TASK DESCRIPTION
Find every line below with the string "query" and pick it out.

EXCERPTED DATA
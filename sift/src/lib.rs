//! # Sift
//!
//! Adaptive retrieval workflows in Rust with a **state-in, state-out** graph
//! design: one state type flows through nodes, conditional edges delegate
//! branch decisions to external oracles, and a bounded retry policy guarantees
//! the feedback loop terminates.
//!
//! Per query, the engine routes a question to an indexed corpus or a live web
//! search, filters the evidence by relevance, generates an answer, and
//! validates it for groundedness and adequacy before returning it. Ungrounded
//! answers regenerate; inadequate answers reformulate the question, at most
//! three times.
//!
//! ## Main modules
//!
//! - [`graph`]: [`StateGraph`], [`CompiledGraph`], [`Node`], [`Next`] — build
//!   and run state graphs with async conditional routing.
//! - [`engine`]: [`AdaptiveRag`], [`Collaborators`], the five workflow nodes —
//!   the assembled adaptive retrieval workflow.
//! - [`state`]: [`RagState`], [`Passage`] — per-query state and evidence.
//! - [`route`] / [`grade`] / [`generate`]: collaborator interfaces
//!   ([`QuestionRouter`], [`Grader`], [`Generator`]) and their LLM-backed
//!   implementations.
//! - [`retrieve`]: [`Retriever`], [`CorpusRetriever`], [`VectorIndex`],
//!   [`Embedder`] — the corpus index and its build/load/save lifecycle.
//! - [`search`]: [`WebSearcher`], [`TavilySearcher`] — live web search that
//!   degrades instead of crashing.
//! - [`llm`]: [`ChatModel`], [`OpenAiChat`], [`MockChat`].
//! - [`config`]: [`EngineConfig`] — explicit configuration with a `validate`
//!   gate ahead of every query.
//! - [`stream`]: [`StreamEvent`], [`StreamMode`] — per-node observability.
//! - [`ingest`]: corpus chunking and loading; [`eval`]: batch evaluation.
//!
//! ## Quick start
//!
//! ```rust,no_run
//! use sift::{AdaptiveRag, EngineConfig};
//!
//! # #[tokio::main]
//! # async fn main() -> Result<(), sift::WorkflowError> {
//! let config = EngineConfig::from_env();
//! let engine = AdaptiveRag::new(config)?;
//! engine.load_corpus()?;
//! let answer = engine.answer("What is an interlibrary loan?").await?;
//! println!("{answer}");
//! # Ok(())
//! # }
//! ```

pub mod config;
pub mod engine;
pub mod error;
pub mod eval;
pub mod generate;
pub mod grade;
pub mod graph;
pub mod ingest;
pub mod llm;
pub mod message;
pub mod retrieve;
pub mod route;
pub mod search;
pub mod state;
pub mod stream;

pub use config::EngineConfig;
pub use engine::{AdaptiveRag, Collaborators, NO_ANSWER};
pub use error::WorkflowError;
pub use generate::{ContextAnswerer, Generator};
pub use grade::{Grader, LlmGrader, Verdict};
pub use graph::{CompiledGraph, Next, Node, StateGraph, END, START};
pub use llm::{ChatModel, MockChat, OpenAiChat};
pub use message::Message;
pub use retrieve::{CorpusRetriever, Embedder, Retriever, VectorIndex};
pub use route::{LlmRouter, QuestionRouter, SourceLabel};
pub use search::{TavilySearcher, WebSearcher};
pub use state::{Passage, PassageOrigin, RagState};
pub use stream::{StreamEvent, StreamMode};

WRITTEN SOLUTION
//! Per query, the engine routes a question to an indexed corpus or a live web
//! - [`state`]: [`RagState`], [`Passage`] — per-query state and evidence.
//!   gate ahead of every query.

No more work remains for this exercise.